{
"$type": "site.standard.document",
"bskyPostRef": {
"cid": "bafyreidj5wpjyvvxi5bdykyia6muh2gpxjxtdcbb2p6yhb7wmehs637nu4",
"uri": "at://did:plc:pgryn3ephfd2xgft23qokfzt/app.bsky.feed.post/3mnvt3hdtffg2"
},
"path": "/t/deepseek-qwen/176657#post_2",
"publishedAt": "2026-06-10T03:31:16.000Z",
"site": "https://discuss.huggingface.co",
"textContent": "I’'m not an expert but I’m trying to answer.\n\nPersonally, DeepSeek won’t work well. For vLLM to be fast, the model weights and context (KV cache) must fit entirely in your GPU’s VRAM. Your H200 has 141GB of VRAM (don’t confuse this with your 2TB system RAM). DeepSeek v4 Flash is simply too massive. Even heavily quantized, the weights alone will eat up all 141GB, causing Out-Of-Memory (OOM) errors. Offloading to your 2TB system RAM will ruin your generation speeds.\n\nYou want models in the 70B-72B range. Since the H200 natively supports FP8, you can run these models at 8-bit precision.
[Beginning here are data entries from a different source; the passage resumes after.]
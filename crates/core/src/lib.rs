//! kwatch core types: watch targets, events, snapshots and the collaborator
//! traits the watch engine is driven through.

#![forbid(unsafe_code)]

pub mod canonical;

use std::fmt;

use chrono::{DateTime, Local};
use futures::stream::BoxStream;
use serde::{Deserialize, Serialize};

pub use canonical::to_canonical_yaml;

/// Identifies one watched object. An empty namespace means cluster-scoped.
#[derive(Debug, Clone, Serialize, Deserialize, PartialEq, Eq, Hash, PartialOrd, Ord)]
pub struct ResourceTarget {
    /// Plural resource name, e.g. `pods` or `deployments`.
    pub resource: String,
    pub namespace: String,
    pub name: String,
}

impl ResourceTarget {
    pub fn new(resource: impl Into<String>, namespace: impl Into<String>, name: impl Into<String>) -> Self {
        Self { resource: resource.into(), namespace: namespace.into(), name: name.into() }
    }

    pub fn cluster_scoped(&self) -> bool {
        self.namespace.is_empty()
    }

    /// `resource<sep>name` or `resource<sep>namespace<sep>name`.
    pub fn qualified_name(&self, sep: &str) -> String {
        if self.cluster_scoped() {
            format!("{}{}{}", self.resource, sep, self.name)
        } else {
            format!("{}{}{}{}{}", self.resource, sep, self.namespace, sep, self.name)
        }
    }

    /// Label used for the old/new sides of a rendered diff.
    pub fn label(&self) -> String {
        format!("{}.yaml", self.qualified_name("/"))
    }

    /// Filesystem-safe stem for scratch files.
    pub fn file_stem(&self) -> String {
        self.qualified_name("_")
    }
}

impl fmt::Display for ResourceTarget {
    fn fmt(&self, f: &mut fmt::Formatter<'_>) -> fmt::Result {
        if self.cluster_scoped() {
            write!(f, "{} {}", self.resource, self.name)
        } else {
            write!(f, "{} {}/{}", self.resource, self.namespace, self.name)
        }
    }
}

/// A single change notification. The kind carries no meaning for diffing;
/// only the payload's resourceVersion does.
#[derive(Debug, Clone, Serialize, Deserialize, PartialEq)]
pub enum WatchEvent {
    Added(serde_json::Value),
    Modified(serde_json::Value),
    Deleted(serde_json::Value),
}

impl WatchEvent {
    pub fn kind(&self) -> &'static str {
        match self {
            WatchEvent::Added(_) => "added",
            WatchEvent::Modified(_) => "modified",
            WatchEvent::Deleted(_) => "deleted",
        }
    }

    pub fn into_object(self) -> serde_json::Value {
        match self {
            WatchEvent::Added(o) | WatchEvent::Modified(o) | WatchEvent::Deleted(o) => o,
        }
    }
}

/// Object state captured at one resourceVersion.
#[derive(Debug, Clone, PartialEq)]
pub struct ObjectSnapshot {
    pub object: serde_json::Value,
    pub resource_version: String,
    pub canonical_text: String,
}

impl ObjectSnapshot {
    /// Validate the payload shape, extract `metadata.resourceVersion` and
    /// serialize the object canonically.
    pub fn capture(object: serde_json::Value) -> Result<Self, WatchError> {
        if !object.is_object() {
            return Err(WatchError::MalformedPayload(format!("expected an object, got {}", json_type(&object))));
        }
        let resource_version = object
            .get("metadata")
            .and_then(|m| m.get("resourceVersion"))
            .and_then(|v| v.as_str())
            .filter(|rv| !rv.is_empty())
            .ok_or_else(|| WatchError::MalformedPayload("object missing metadata.resourceVersion".into()))?
            .to_string();
        let canonical_text = to_canonical_yaml(&object)?;
        Ok(Self { object, resource_version, canonical_text })
    }
}

fn json_type(v: &serde_json::Value) -> &'static str {
    match v {
        serde_json::Value::Null => "null",
        serde_json::Value::Bool(_) => "bool",
        serde_json::Value::Number(_) => "number",
        serde_json::Value::String(_) => "string",
        serde_json::Value::Array(_) => "array",
        serde_json::Value::Object(_) => "object",
    }
}

/// One genuine state transition of a target. Rendered, never stored.
#[derive(Debug, Clone, PartialEq)]
pub struct DiffRecord {
    pub target: ResourceTarget,
    pub previous_text: String,
    pub current_text: String,
    pub timestamp: DateTime<Local>,
}

/// Error taxonomy shared by every stage of the watch engine.
#[derive(Debug, Clone, thiserror::Error, PartialEq, Eq)]
pub enum WatchError {
    #[error("setup: {0}")]
    Setup(String),
    #[error("serialization: {0}")]
    Serialization(String),
    #[error("malformed payload: {0}")]
    MalformedPayload(String),
    #[error("render: {0}")]
    Render(String),
    #[error("stream: {0}")]
    Stream(String),
}

pub type WatchResult<T> = Result<T, WatchError>;

/// Live, ordered sequence of events for one target.
pub type EventStream = BoxStream<'static, WatchResult<WatchEvent>>;

/// Opens a change-notification stream for one resolved target.
///
/// The stream is lazy: nothing is requested until it is first polled, and
/// dropping it releases the subscription.
pub trait EventSource: Send + Sync {
    fn watch(&self) -> EventStream;
}

/// A target together with the binding used to watch it.
pub struct ResolvedTarget {
    pub target: ResourceTarget,
    pub source: Box<dyn EventSource>,
}

impl fmt::Debug for ResolvedTarget {
    fn fmt(&self, f: &mut fmt::Formatter<'_>) -> fmt::Result {
        f.debug_struct("ResolvedTarget").field("target", &self.target).finish_non_exhaustive()
    }
}

/// A resource expression that could not be turned into targets.
#[derive(Debug, Clone, PartialEq, Eq)]
pub struct TargetFailure {
    pub expression: String,
    pub error: WatchError,
}

#[derive(Debug, Default)]
pub struct Resolution {
    pub targets: Vec<ResolvedTarget>,
    pub failures: Vec<TargetFailure>,
}

/// Turns user-supplied resource expressions into concrete targets.
///
/// An `Err` means nothing could be resolved at all (no client, no discovery);
/// per-expression problems are reported through `Resolution::failures`.
#[async_trait::async_trait]
pub trait TargetResolver: Send + Sync {
    async fn resolve(&self) -> WatchResult<Resolution>;
}

#[cfg(test)]
mod tests {
    use super::*;
    use serde_json::json;

    #[test]
    fn qualified_names_follow_scope() {
        let ns = ResourceTarget::new("pods", "default", "web-0");
        assert_eq!(ns.label(), "pods/default/web-0.yaml");
        assert_eq!(ns.file_stem(), "pods_default_web-0");
        assert_eq!(ns.to_string(), "pods default/web-0");

        let cluster = ResourceTarget::new("nodes", "", "node1");
        assert!(cluster.cluster_scoped());
        assert_eq!(cluster.label(), "nodes/node1.yaml");
        assert_eq!(cluster.file_stem(), "nodes_node1");
        assert_eq!(cluster.to_string(), "nodes node1");
    }

    #[test]
    fn capture_extracts_resource_version() {
        let snap = ObjectSnapshot::capture(json!({
            "kind": "ConfigMap",
            "metadata": { "name": "cm", "resourceVersion": "42" },
            "data": { "k": "v" }
        }))
        .unwrap();
        assert_eq!(snap.resource_version, "42");
        assert!(snap.canonical_text.contains("resourceVersion:"), "text={}", snap.canonical_text);
        assert!(snap.canonical_text.contains("42"));
    }

    #[test]
    fn capture_rejects_malformed_payloads() {
        let e1 = ObjectSnapshot::capture(json!("not an object")).unwrap_err();
        assert!(matches!(e1, WatchError::MalformedPayload(_)), "e1={e1}");

        let e2 = ObjectSnapshot::capture(json!({ "metadata": { "name": "x" } })).unwrap_err();
        assert!(e2.to_string().contains("missing metadata.resourceVersion"), "e2={e2}");

        let e3 = ObjectSnapshot::capture(json!({ "metadata": { "resourceVersion": "" } })).unwrap_err();
        assert!(matches!(e3, WatchError::MalformedPayload(_)));
    }

    #[test]
    fn event_kind_does_not_change_payload() {
        let o = json!({ "a": 1 });
        for ev in [WatchEvent::Added(o.clone()), WatchEvent::Modified(o.clone()), WatchEvent::Deleted(o.clone())] {
            assert_eq!(ev.into_object(), o);
        }
    }
}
They will only take about ~70GB of VRAM, leaving you 70GB+ for a massive context window and insanely fast speeds.\n\nBest options for internal text apps:\n\n 1. Llama-3.1-70B-Instruct (or newer) - The gold standard for general text reasoning.\n\n 2. Qwen-2.5-72B-Instruct - Amazing if your tasks involve coding, data, or multilingual text.\n\n\n",
"title": "Deepseek? Qwen?"
}